The word 'riparian' literally means of, or pertaining to, the bank of a river or lake. Riparian areas are ecosystems comprised of streams, rivers, lakes, wetlands, and floodplains that form a complex and interrelated hydrological system. These ecosystems extend up and down streams and along lakeshores, and include all land that is directly affected by surface water. Because of the dynamic nature of rivers, streams, lakes, and ponds, riparian areas have a wide variety of plant and animal communities. These communities form an interconnected food web that ranges from tiny microorganisms to bears and humans. This web also includes reptiles and amphibians, plants, waterfowl, songbirds, bats, mink, and otter.

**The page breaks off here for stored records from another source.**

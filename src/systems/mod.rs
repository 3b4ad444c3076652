//! Engine systems.
//!
//! A system is a behavior bound to a [`Signature`]: each tick the dispatcher
//! queries the entities whose signature contains the system's mask and hands
//! the ids to the system. Two ordered tables exist, one for the simulation
//! tick and one for the render frame.
//!
//! Submodules overview
//! - [`accelerate`] – turn the tick's input sample into acceleration
//! - [`displace`] – integrate acceleration into velocity and position
//! - [`animation`] – pick walk-cycle row and frame from velocity
//! - [`typewriter`] – reveal text a few characters at a time
//! - [`render`] – draw sprites (background first) and texts

pub mod accelerate;
pub mod animation;
pub mod displace;
pub mod render;
pub mod typewriter;

use log::debug;

use crate::backend::Graphics;
use crate::components::signature::Signature;
use crate::entity::{Entity, EntityBuffer};
use crate::resources::gameconfig::AnimationConfig;
use crate::world::World;

use accelerate::Accelerate;
use animation::AnimateByVelocity;
use displace::Displace;
use render::{RenderSprites, RenderTexts};
use typewriter::AnimateText;

/// A simulation behavior.
pub trait System {
    fn name(&self) -> &'static str;

    /// Components an entity must carry to be handed to [`run`](Self::run).
    fn signature(&self) -> Signature;

    /// Advance `entities` by one tick.
    fn run(&mut self, world: &mut World, entities: &[Entity]);
}

/// A render behavior. Gets the world read-only.
pub trait RenderSystem {
    fn name(&self) -> &'static str;

    fn signature(&self) -> Signature;

    fn render(&self, world: &World, entities: &[Entity], gfx: &mut dyn Graphics);
}

/// Ordered simulation behaviors.
#[derive(Default)]
pub struct SystemTable {
    rows: Vec<Box<dyn System>>,
}

impl SystemTable {
    pub fn new() -> Self {
        Self::default()
    }

    /// The standard pipeline: accelerate, displace, animate, typewrite.
    pub fn simulation(anim: &AnimationConfig) -> Self {
        Self::new()
            .with(Accelerate)
            .with(Displace)
            .with(AnimateByVelocity::new(anim.ticks_per_frame, anim.max_frames))
            .with(AnimateText::new(
                anim.text_ticks_per_reveal,
                anim.text_chars_per_reveal,
                anim.text_sound.clone(),
            ))
    }

    pub fn with(mut self, system: impl System + 'static) -> Self {
        self.push(system);
        self
    }

    pub fn push(&mut self, system: impl System + 'static) {
        debug!("registered system '{}'", system.name());
        self.rows.push(Box::new(system));
    }

    pub fn names(&self) -> Vec<&'static str> {
        self.rows.iter().map(|row| row.name()).collect()
    }

    pub fn len(&self) -> usize {
        self.rows.len()
    }

    pub fn is_empty(&self) -> bool {
        self.rows.is_empty()
    }

    /// Run every row in order, each on a fresh query.
    pub fn run(&mut self, world: &mut World) {
        let mut buf = EntityBuffer::new();
        for row in &mut self.rows {
            world.entities.query_into(row.signature(), &mut buf);
            row.run(world, &buf);
        }
    }
}

/// Ordered render behaviors.
#[derive(Default)]
pub struct RenderTable {
    rows: Vec<Box<dyn RenderSystem>>,
}

impl RenderTable {
    pub fn new() -> Self {
        Self::default()
    }

    /// Sprites, then texts on top.
    pub fn standard() -> Self {
        Self::new().with(RenderSprites).with(RenderTexts)
    }

    pub fn with(mut self, system: impl RenderSystem + 'static) -> Self {
        self.push(system);
        self
    }

    pub fn push(&mut self, system: impl RenderSystem + 'static) {
        debug!("registered render system '{}'", system.name());
        self.rows.push(Box::new(system));
    }

    pub fn names(&self) -> Vec<&'static str> {
        self.rows.iter().map(|row| row.name()).collect()
    }

    pub fn render(&self, world: &World, gfx: &mut dyn Graphics) {
        let mut buf = EntityBuffer::new();
        for row in &self.rows {
            world.entities.query_into(row.signature(), &mut buf);
            row.render(world, &buf, gfx);
        }
    }
}
//! Component signatures.
//!
//! A [`Signature`] is a set of component kinds. Entities carry one describing
//! which store slots hold meaningful data for them; systems declare one
//! describing what they require. A system runs over exactly the entities whose
//! signature contains the system's signature.
//!
//! In scene files signatures are written as flag names joined by `|`:
//!
//! ```json
//! { "signature": "DIM | POS | ZPOS | SPRITE" }
//! ```

use bitflags::bitflags;
use serde::{Deserialize, Serialize};

bitflags! {
    /// Bitmask of component kinds.
    #[derive(Debug, Clone, Copy, PartialEq, Eq, Hash, Default, Serialize, Deserialize)]
    #[serde(transparent)]
    pub struct Signature: u32 {
        /// Width and height.
        const DIM    = 1 << 0;
        /// Position.
        const POS    = 1 << 1;
        /// Velocity.
        const VEL    = 1 << 2;
        /// Acceleration.
        const ACC    = 1 << 3;
        /// Render layer.
        const ZPOS   = 1 << 4;
        /// Sprite handle and animation offsets.
        const SPRITE = 1 << 5;
        /// Animation counters.
        const ANIM   = 1 << 6;
        /// Text content.
        const TEXT   = 1 << 7;
        /// Player-controlled.
        const INPUT  = 1 << 8;
    }
}

impl Signature {
    /// Whether an entity carrying `self` satisfies a system requiring `required`.
    #[inline]
    pub fn matches(self, required: Signature) -> bool {
        self.contains(required)
    }
}
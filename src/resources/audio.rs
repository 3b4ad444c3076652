//! Bridge between the simulation thread and the background audio thread.
//!
//! [`AudioBridge`] implements [`AudioSink`] by sending [`AudioCmd`] messages
//! over a crossbeam channel. The simulation never waits on the audio thread and
//! ignores send failures, so a missing or crashed mixer only means silence.
//!
//! Dropping the bridge asks the thread to shut down and joins it.

use crossbeam_channel::{Receiver, Sender, unbounded};
use log::warn;

use crate::backend::AudioSink;

/// Commands sent *to* the audio thread.
#[derive(Debug, Clone, PartialEq)]
pub enum AudioCmd {
    LoadFx { id: String, path: String },
    PlayFx { id: String, volume: f32 },
    Shutdown,
}

pub struct AudioBridge {
    /// Sender for [`AudioCmd`] messages (simulation -> audio thread).
    tx_cmd: Sender<AudioCmd>,
    /// Join handle for the background audio thread, if one was spawned.
    handle: Option<std::thread::JoinHandle<()>>,
}

impl AudioBridge {
    /// Spawn `worker` on its own thread and connect it to a new bridge.
    pub fn spawn<F>(worker: F) -> Self
    where
        F: FnOnce(Receiver<AudioCmd>) + Send + 'static,
    {
        let (tx_cmd, rx_cmd) = unbounded::<AudioCmd>();
        let handle = std::thread::spawn(move || worker(rx_cmd));
        Self {
            tx_cmd,
            handle: Some(handle),
        }
    }

    /// Bridge without a thread; the caller owns the receiving end.
    pub fn detached() -> (Self, Receiver<AudioCmd>) {
        let (tx_cmd, rx_cmd) = unbounded::<AudioCmd>();
        (
            Self {
                tx_cmd,
                handle: None,
            },
            rx_cmd,
        )
    }

    fn send(&self, cmd: AudioCmd) {
        // Ignore send error once the audio thread is gone
        let _ = self.tx_cmd.send(cmd);
    }
}

impl AudioSink for AudioBridge {
    fn play(&self, track: &str, volume: f32) {
        self.send(AudioCmd::PlayFx {
            id: track.to_string(),
            volume,
        });
    }

    fn load(&self, track: &str, path: &str) {
        self.send(AudioCmd::LoadFx {
            id: track.to_string(),
            path: path.to_string(),
        });
    }
}

impl Drop for AudioBridge {
    fn drop(&mut self) {
        self.send(AudioCmd::Shutdown);
        if let Some(handle) = self.handle.take() {
            if handle.join().is_err() {
                warn!("[audio] thread panicked");
            }
        }
    }
}

#[cfg(test)]
mod tests {
    use super::*;

    #[test]
    fn play_and_load_become_commands() {
        let (bridge, rx) = AudioBridge::detached();
        bridge.load("blip", "assets/blip.wav");
        bridge.play("blip", 0.5);
        let cmds: Vec<_> = rx.try_iter().collect();
        assert_eq!(
            cmds,
            vec![
                AudioCmd::LoadFx {
                    id: "blip".into(),
                    path: "assets/blip.wav".into()
                },
                AudioCmd::PlayFx {
                    id: "blip".into(),
                    volume: 0.5
                },
            ]
        );
    }

    #[test]
    fn play_without_receiver_is_silent() {
        let (bridge, rx) = AudioBridge::detached();
        drop(rx);
        bridge.play("blip", 1.0);
    }

    #[test]
    fn drop_shuts_down_spawned_thread() {
        let (tx_seen, rx_seen) = unbounded::<AudioCmd>();
        let bridge = AudioBridge::spawn(move |rx| {
            for cmd in rx.iter() {
                let stop = cmd == AudioCmd::Shutdown;
                let _ = tx_seen.send(cmd);
                if stop {
                    break;
                }
            }
        });
        bridge.play("blip", 1.0);
        drop(bridge);
        let seen: Vec<_> = rx_seen.try_iter().collect();
        assert_eq!(seen.last(), Some(&AudioCmd::Shutdown));
        assert_eq!(seen.len(), 2);
    }
}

Healthy riparian ecosystems give life to all the species that inhabit them, as well as the species that use the lakes and streams near them, including those species that use bodies of water only at certain times during their life cycles, such as during breeding or migration.

Vernal pools are small wetlands characterized by a lack of vegetation (though they may support some herbaceous wetland species) resulting from the persistence of standing water for a portion of the year. Vernal pools typically occur in small depressions in upland forests over a relatively impermeable substrate layer, but they also may be found in the depressions of some forested swamps. Vernal, or temporary, pools are perhaps best known as important breeding habitat for amphibians. Typical Vermont species that rely on vernal pools for reproduction include the mole salamanders (Spotted salamander, Blue-spotted salamander, and Jefferson salamander), Eastern four-toed salamander, and wood frog.